Persino in quell’occasione, e nonostante sulla città pendesse la minaccia di una collocazione permanente di quella scultura, Jeff Koons non ebbe difficoltà a ricevere soccorso. Scrisse il pur savonaroliano Tomaso Montanari: «È invincibile l’idea che quest’idolo d’oro ritragga, con atroce perspicacia, l’anima di una Firenze che vive di un’arte del passato che ormai non riesce più a capire, ma che considera ormai alla stregua di una miniera d’oro scintillante. Una Firenze che confonde l’arte col marketing, la creatività con la copia, la bellezza con il lusso, lo spazio urbano con il parco a tema, la dignità del pubblico con i guardiaspalle dei paperoni. Forse non era questa l’intenzione dei promotori (anche se non giurerei su quella di Koons, malizioso folletto di strepitosa intelligenza), ma, si sa, lo spirito dell’arte soffia dove vuole, e nessuno può sperare di dirigerlo e controllarlo».
La ninfa e il suo tenebroso rapitore, tratti da una derivazione popolare del gruppo berniniano e pacchianamente rivisitati, ricevettero così la patente di opera d’arte e persino una funzione civile. Sancì Montanari: «Forse grazie a Koons riusciamo a capire noi stessi. Che poi dovrebbe essere una delle funzioni dell’arte: anche di questa arte».
Davvero, neanche l’autore della scultura poteva sperare tanto. E ora oltre 50mila visitatori sono già sfilati (hanno tempo sino a tutto gennaio) sotto le sue 33 opere raccolte a Palazzo Strozzi. C’è anche «Rabbit» (1985), il coniglio d’acciaio alto poco più di un metro che fa di Jeff Koons l’artista vivente più quotato al mondo dopo che nell’asta del 15 maggio 2019 della Christie’s di New York il gallerista Robert Mnuchin, padre del ministro del Tesoro statunitense Steven Mnuchin, se l’è aggiudicato (con il denaro di un suo cliente) per 91.075.000 dollari.
Ora, non per correre in soccorso dei soccorritori del povero JK (il quale in fondo si fa un mazzo così, ha dichiarato, solo per far sentire il suo pubblico «amato e accudito», per far capire ai suoi fan «che sto pensando a loro e che farei di tutto per non deluderli»), ma in effetti c’è da chiedersi perché andare pazzi per le sue superfici turgide, lucide e colorate come caramelle sia considerata roba da arricchiti ignoranti e invece collezionare gli oggetti sulle mensole di Haim Steinbach sia lodato come un’attività da raffinati intenditori.

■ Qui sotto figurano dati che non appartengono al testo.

use crate::domain::models::bill::Bill as DomainBill;
use shared::Bill as SharedBill;

pub struct BillMapper;

impl BillMapper {
    pub fn to_domain(dto: SharedBill) -> DomainBill {
        DomainBill::from(dto)
    }

    pub fn to_dto(domain: DomainBill) -> SharedBill {
        SharedBill {
            id: domain.id,
            bill_name: domain.bill_name,
            amount: domain.amount,
            date: domain.date,
            status: domain.status,
            payer: domain.payer,
            description: domain.description,
        }
    }

    pub fn to_dtos(bills: Vec<DomainBill>) -> Vec<SharedBill> {
        bills.into_iter().map(Self::to_dto).collect()
    }
}

#[cfg(test)]
mod tests {
    use super::*;

    #[test]
    fn test_empty_optional_fields_become_none() {
        let dto = SharedBill {
            id: "m1".to_string(),
            bill_name: "Streaming".to_string(),
            amount: 9.99,
            date: "2024-02-14".to_string(),
            status: Some(String::new()),
            payer: Some("Jo".to_string()),
            description: None,
        };

        let domain = BillMapper::to_domain(dto);
        assert_eq!(domain.status, None);
        assert_eq!(domain.payer.as_deref(), Some("Jo"));

        let back = BillMapper::to_dto(domain);
        assert_eq!(back.status, None);
        assert_eq!(back.bill_name, "Streaming");
    }
}
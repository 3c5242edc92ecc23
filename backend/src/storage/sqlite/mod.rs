//! SQLite implementations of the storage traits.

pub mod bill_repository;

pub use bill_repository::BillRepository;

Koons e Steinbach, peraltro separati da 11 anni di età (il secondo è del 1944), esposero insieme nel 1986 in una collettiva all’Institute of Contemporary Art di Boston intitolata «Finale di partita». C’era anche Damien Hirst, ma soprattutto Allan McCollum, che con Koons e Steinbach formava un perfetto trittico intitolabile «La merce come opera d’arte». Merce feticcio per Koons e Steinbach (noto per le sue mensole sulle quali prodotti di consumo sono elementi per graziose composizioni post morandiane), arte come consumo per McCollum, con i suoi «Surrogati di quadri» che del «quadro» hanno solo l’aspetto, sempre identico nella forma ma differente nelle dimensioni. Dei tre, Koons è soltanto il più rumoroso, il più colorato, il più sopra le righe e sicuramente il più furbo.

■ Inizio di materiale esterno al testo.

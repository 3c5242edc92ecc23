//! Bill service domain logic for the bill tracker.
//!
//! Holds the non-visual behavior of the bill screens: validating and
//! creating new bills, filtering the list, deleting, and computing the
//! spending analysis. All storage goes through [`BillStore`], so nothing
//! here ever sees a storage error directly.

use anyhow::{anyhow, Result};
use chrono::{Local, NaiveDateTime};
use shared::{AnalysisResponse, CreateBillRequest, FormattedPeriodTotals, UpdateBillRequest};
use std::path::Path;
use std::sync::Arc;
use tracing::{info, warn};

use crate::domain::bulk_source;
use crate::domain::models::bill::{is_iso_date, trimmed, Bill, BillValidationError, BILL_DATE_FORMAT};
use crate::domain::period_aggregator::period_totals;
use crate::storage::{BillStore, Connection};

#[derive(Debug, thiserror::Error)]
pub enum BillServiceError {
    #[error(transparent)]
    Validation(#[from] BillValidationError),
    #[error("Failed to {0} bill")]
    StoreRejected(&'static str),
}

#[derive(Clone)]
pub struct BillService<C: Connection> {
    store: BillStore<C::BillRepository>,
    currency_symbol: String,
}

impl<C: Connection> BillService<C> {
    pub fn new(connection: Arc<C>, currency_symbol: impl Into<String>) -> Self {
        Self {
            store: BillStore::new(connection.create_bill_repository()),
            currency_symbol: currency_symbol.into(),
        }
    }

    pub fn store(&self) -> &BillStore<C::BillRepository> {
        &self.store
    }

    /// Validate the request and store it as a new bill with a fresh id
    pub async fn create_bill(&self, request: CreateBillRequest) -> Result<Bill, BillServiceError> {
        let amount = self.parse_amount(&request.amount)?;
        let date = match trimmed(request.date) {
            Some(date) => date,
            None => Local::now().date_naive().format(BILL_DATE_FORMAT).to_string(),
        };

        let bill = Bill {
            id: Bill::generate_id(),
            bill_name: request.bill_name.trim().to_string(),
            amount,
            date,
            status: trimmed(request.status),
            payer: trimmed(request.payer),
            description: trimmed(request.description),
        };
        Self::validate(&bill)?;

        if !self.store.add(&bill).await {
            return Err(BillServiceError::StoreRejected("add"));
        }

        info!("Added bill {} ({}) for {}", bill.id, bill.bill_name, self.format_amount(bill.amount));
        Ok(bill)
    }

    /// Replace every field of the bill with `id`.
    ///
    /// Like the store, this succeeds when no bill has that id.
    pub async fn update_bill(&self, id: &str, request: UpdateBillRequest) -> Result<Bill, BillServiceError> {
        let bill = Bill {
            id: id.to_string(),
            bill_name: request.bill_name.trim().to_string(),
            amount: request.amount,
            date: request.date.trim().to_string(),
            status: trimmed(request.status),
            payer: trimmed(request.payer),
            description: trimmed(request.description),
        };
        Self::validate(&bill)?;

        if !self.store.update(&bill).await {
            return Err(BillServiceError::StoreRejected("update"));
        }

        info!("Updated bill {}", bill.id);
        Ok(bill)
    }

    pub async fn delete_bill(&self, id: &str) -> bool {
        let deleted = self.store.delete(id).await;
        if deleted {
            info!("Deleted bill {}", id);
        }
        deleted
    }

    pub async fn get_bill(&self, id: &str) -> Option<Bill> {
        self.store.get_by_id(id).await
    }

    /// All bills, optionally narrowed by a case-insensitive search over
    /// name, payer, description and status. A blank query keeps everything.
    pub async fn list_bills(&self, query: Option<&str>) -> Vec<Bill> {
        let bills = self.store.get_all().await;

        let needle = query.map(|q| q.trim().to_lowercase()).unwrap_or_default();
        if needle.is_empty() {
            return bills;
        }

        bills.into_iter().filter(|bill| bill.matches(&needle)).collect()
    }

    pub async fn bills_in_range(&self, start: &str, end: &str) -> Vec<Bill> {
        self.store.get_by_date_range(start, end).await
    }

    pub async fn bills_with_status(&self, status: &str) -> Vec<Bill> {
        self.store.get_by_status(status).await
    }

    pub async fn search_bills(&self, query: &str) -> Vec<Bill> {
        self.store.search(query).await
    }

    pub async fn total_spending(&self) -> f64 {
        self.store.get_total_spending().await
    }

    /// Spending totals for the windows ending at `now`
    pub async fn analysis(&self, now: NaiveDateTime) -> AnalysisResponse {
        let bills = self.store.get_all().await;
        let totals = period_totals(&bills, now);

        AnalysisResponse {
            formatted: FormattedPeriodTotals {
                week: self.format_amount(totals.week_total),
                month: self.format_amount(totals.month_total),
                quarter: self.format_amount(totals.quarter_total),
                year: self.format_amount(totals.year_total),
            },
            totals,
        }
    }

    /// Replace all stored bills. `None` if the table could not be cleared.
    ///
    /// Bills that would fail `create_bill` validation are skipped.
    pub async fn sync_bills(&self, bills: Vec<Bill>) -> Option<usize> {
        let total = bills.len();
        let valid: Vec<Bill> = bills
            .into_iter()
            .filter(|bill| match Self::validate(bill) {
                Ok(()) => true,
                Err(e) => {
                    warn!("Skipped invalid bill {} during sync: {}", bill.id, e);
                    false
                }
            })
            .collect();

        if valid.len() < total {
            info!("Dropped {} of {} bills that failed validation", total - valid.len(), total);
        }
        self.store.sync_from_bulk_source(&valid).await
    }

    /// Replace all stored bills with the contents of a JSON bill file
    pub async fn sync_from_file(&self, path: &Path) -> Result<usize> {
        let bills = bulk_source::load_bills(path).await?;
        self.sync_bills(bills)
            .await
            .ok_or_else(|| anyhow!("Failed to sync bills from {}", path.display()))
    }

    /// Parse an amount typed into a form field, e.g. "₹1,250.50"
    pub fn parse_amount(&self, input: &str) -> Result<f64, BillValidationError> {
        let cleaned = input
            .trim()
            .replace(&self.currency_symbol, "")
            .replace([',', ' '], "");

        if cleaned.is_empty() {
            return Err(BillValidationError::InvalidAmount("amount is empty".to_string()));
        }

        let amount = cleaned
            .parse::<f64>()
            .map_err(|e| BillValidationError::InvalidAmount(e.to_string()))?;
        Self::validate_amount(amount)?;
        Ok(amount)
    }

    pub fn format_amount(&self, amount: f64) -> String {
        format!("{}{:.2}", self.currency_symbol, amount)
    }

    fn validate(bill: &Bill) -> Result<(), BillValidationError> {
        if bill.bill_name.is_empty() {
            return Err(BillValidationError::EmptyName);
        }
        Self::validate_amount(bill.amount)?;
        if !is_iso_date(&bill.date) {
            return Err(BillValidationError::InvalidDate(bill.date.clone()));
        }
        Ok(())
    }

    fn validate_amount(amount: f64) -> Result<(), BillValidationError> {
        if !amount.is_finite() {
            return Err(BillValidationError::InvalidAmount(amount.to_string()));
        }
        if amount < 0.0 {
            return Err(BillValidationError::NegativeAmount);
        }
        Ok(())
    }
}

All’epoca di quella mostra l’intraprendente figlio di un commerciante di mobili, ex studente del Maryland Institute College of Art di Baltimora e poi dell’Art Institute di Chicago, il ragazzo che nel 1977 raggiunge New York (che lo colpisce soprattutto per le sue meravigliose vetrine e la quantità di merce esposta), il giovane aspirante artista che per campare vende membership card al MoMA, dove riesce a raddoppiare le vendite e così capisce che il commercio ce l’ha nell’anima, trasferendosi dunque a Wall Street per piazzare fondi comuni di investimento, aveva già allestito la sua prima personale a Manhattan.

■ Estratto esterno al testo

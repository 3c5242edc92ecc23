//! # Storage Module
//!
//! Persistence for bills. Everything lives in a single `bills` table in a
//! local SQLite file.
//!
//! The module is split in two layers:
//!
//! - **BillStorage / BillRepository**: the SQL layer. Every call can fail
//!   with a [`StorageError`].
//! - **BillStore**: the adapter the rest of the backend talks to. It turns
//!   storage failures into safe defaults (empty list, `false`, zero,
//!   not found) and logs them, so callers never see a storage error.

pub mod bill_store;
pub mod connection;
pub mod error;
pub mod sqlite;
pub mod traits;

pub use bill_store::BillStore;
pub use connection::DbConnection;
pub use error::StorageError;
pub use sqlite::BillRepository;
pub use traits::{BillStorage, Connection};
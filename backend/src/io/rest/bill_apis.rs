//! # REST API for Bills
//!
//! Endpoints for listing, creating, updating, deleting and syncing bills.

use axum::{
    extract::{Path, Query, State},
    http::StatusCode,
    response::{IntoResponse, Json},
};
use serde::Deserialize;
use tracing::{error, info};

use crate::domain::BillServiceError;
use crate::io::rest::mappers::bill_mapper::BillMapper;
use crate::AppState;
use shared::{
    Bill as SharedBill, BillListResponse, CreateBillRequest, DeleteBillResponse,
    SyncBillsResponse, TotalSpendingResponse, UpdateBillRequest,
};

#[derive(Debug, Deserialize)]
pub struct BillListQuery {
    pub q: Option<String>,
}

#[derive(Debug, Deserialize)]
pub struct DateRangeQuery {
    pub start: String,
    pub end: String,
}

#[derive(Debug, Deserialize)]
pub struct SearchQuery {
    #[serde(default)]
    pub q: String,
}

fn service_error_response(action: &str, e: BillServiceError) -> axum::response::Response {
    match e {
        BillServiceError::Validation(e) => (StatusCode::BAD_REQUEST, e.to_string()).into_response(),
        err @ BillServiceError::StoreRejected(_) => {
            error!("Failed to {} bill: {}", action, err);
            (StatusCode::INTERNAL_SERVER_ERROR, err.to_string()).into_response()
        }
    }
}

/// List bills, optionally filtered by `q`
pub async fn list_bills(
    State(state): State<AppState>,
    Query(query): Query<BillListQuery>,
) -> impl IntoResponse {
    info!("GET /api/bills - query: {:?}", query);

    let bills = state.bill_service.list_bills(query.q.as_deref()).await;
    (StatusCode::OK, Json(BillListResponse::from(BillMapper::to_dtos(bills))))
}

/// Create a new bill
pub async fn create_bill(
    State(state): State<AppState>,
    Json(request): Json<CreateBillRequest>,
) -> impl IntoResponse {
    info!("POST /api/bills - request: {:?}", request);

    match state.bill_service.create_bill(request).await {
        Ok(bill) => (StatusCode::CREATED, Json(BillMapper::to_dto(bill))).into_response(),
        Err(e) => service_error_response("add", e),
    }
}

pub async fn get_bill(State(state): State<AppState>, Path(id): Path<String>) -> impl IntoResponse {
    info!("GET /api/bills/{}", id);

    match state.bill_service.get_bill(&id).await {
        Some(bill) => (StatusCode::OK, Json(BillMapper::to_dto(bill))).into_response(),
        None => (StatusCode::NOT_FOUND, "Bill not found").into_response(),
    }
}

pub async fn update_bill(
    State(state): State<AppState>,
    Path(id): Path<String>,
    Json(request): Json<UpdateBillRequest>,
) -> impl IntoResponse {
    info!("PUT /api/bills/{} - request: {:?}", id, request);

    match state.bill_service.update_bill(&id, request).await {
        Ok(bill) => (StatusCode::OK, Json(BillMapper::to_dto(bill))).into_response(),
        Err(e) => service_error_response("update", e),
    }
}

pub async fn delete_bill(State(state): State<AppState>, Path(id): Path<String>) -> impl IntoResponse {
    info!("DELETE /api/bills/{}", id);

    if state.bill_service.delete_bill(&id).await {
        (
            StatusCode::OK,
            Json(DeleteBillResponse {
                success: true,
                message: "Bill deleted successfully".to_string(),
            }),
        )
    } else {
        (
            StatusCode::INTERNAL_SERVER_ERROR,
            Json(DeleteBillResponse {
                success: false,
                message: "Failed to delete bill".to_string(),
            }),
        )
    }
}

/// Bills dated between `start` and `end`, inclusive
pub async fn list_bills_in_range(
    State(state): State<AppState>,
    Query(range): Query<DateRangeQuery>,
) -> impl IntoResponse {
    info!("GET /api/bills/range - {:?}", range);

    let bills = state.bill_service.bills_in_range(&range.start, &range.end).await;
    (StatusCode::OK, Json(BillListResponse::from(BillMapper::to_dtos(bills))))
}

pub async fn list_bills_with_status(
    State(state): State<AppState>,
    Path(status): Path<String>,
) -> impl IntoResponse {
    info!("GET /api/bills/status/{}", status);

    let bills = state.bill_service.bills_with_status(&status).await;
    (StatusCode::OK, Json(BillListResponse::from(BillMapper::to_dtos(bills))))
}

/// Substring search done by the database
pub async fn search_bills(
    State(state): State<AppState>,
    Query(query): Query<SearchQuery>,
) -> impl IntoResponse {
    info!("GET /api/bills/search - q: {}", query.q);

    let bills = state.bill_service.search_bills(&query.q).await;
    (StatusCode::OK, Json(BillListResponse::from(BillMapper::to_dtos(bills))))
}

/// Replace all bills with the posted list
pub async fn sync_bills(
    State(state): State<AppState>,
    Json(bills): Json<Vec<SharedBill>>,
) -> impl IntoResponse {
    info!("POST /api/bills/sync - {} bills", bills.len());

    let bills = bills.into_iter().map(BillMapper::to_domain).collect();
    match state.bill_service.sync_bills(bills).await {
        Some(synced) => (StatusCode::OK, Json(SyncBillsResponse { success: true, synced })),
        None => (
            StatusCode::INTERNAL_SERVER_ERROR,
            Json(SyncBillsResponse {
                success: false,
                synced: 0,
            }),
        ),
    }
}

pub async fn get_total_spending(State(state): State<AppState>) -> impl IntoResponse {
    info!("GET /api/spending/total");

    let total = state.bill_service.total_spending().await;
    (StatusCode::OK, Json(TotalSpendingResponse { total }))
}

La ospita, nel 1980, il New Museum. Lui, ovviamente, da venditore figlio di negoziante e conscio di quanto l’allestimento sia determinante per entrare nel cuore e nel portafogli del cliente, opta per la «modalità vetrina». Le sue opere sono infatti esposte nella vetrata del museo affacciata sulla Quattordicesima strada. Il risultato è «un’installazione che avrebbe potuto essere facilmente scambiata per la vetrina di un negozio di elettrodomestici», scrive Massimiliano Gioni nella postfazione alle sue conversazioni con Jeff Koons pubblicate da Johan & Levi (Il desiderio messo a nudo).
Liberi nella gloria, liberi da ogni critica
Nessuno sa che cosa vendesse Willy Loman, il commesso viaggiatore del dramma di Arthur Miller che debuttò a Broadway nel 1949. Si conoscono le dinamiche e le cause della morte, suicidio procurato schiantandosi in automobile per consentire alla famiglia di riscuotere l’assicurazione sulla vita. Jeff Koons nasce quasi a metà tra la prima di quel dramma e la serie «Car Crash» di Andy Warhol, del 1963, sorta di neofriedrichiano «Naufragio della Speranza» trasposto nel cuore nell’American Way of Life e delle sue aspirazioni. Ottima possibile locandina, comunque, per Morte di un commesso viaggiatore.
Il 1963 è anche l’anno dell’omicidio di Kennedy: «Avevo soltanto otto anni, racconta Koons a Gioni, ma è stato quello il momento in cui questo senso di ottimismo» inculcatogli, spiega, dalla sua famiglia, «per me ha subito una battuta d’arresto». Ma Koons non si sarebbe mai andato a schiantare, né in auto né negli affari. E infatti quella battuta d’arresto fu davvero questione di un attimo.
Certo è che gli si è conferita con sin troppa facilità una diretta filiazione da Andy Warhol. Il sorridente Jeffrey della Pennsylvania non ha nulla del senso di morte e di tragedia che trasuda dalla produzione di un immigrato cattolico trapiantato a New York. Appassionato di pittura barocca e rococò, ama l’Arcadia di Poussin e di Fragonard (colleziona entrambi), ma si tiene bene alla larga dal tema, assai barocco, del Memento mori e della Vanitas.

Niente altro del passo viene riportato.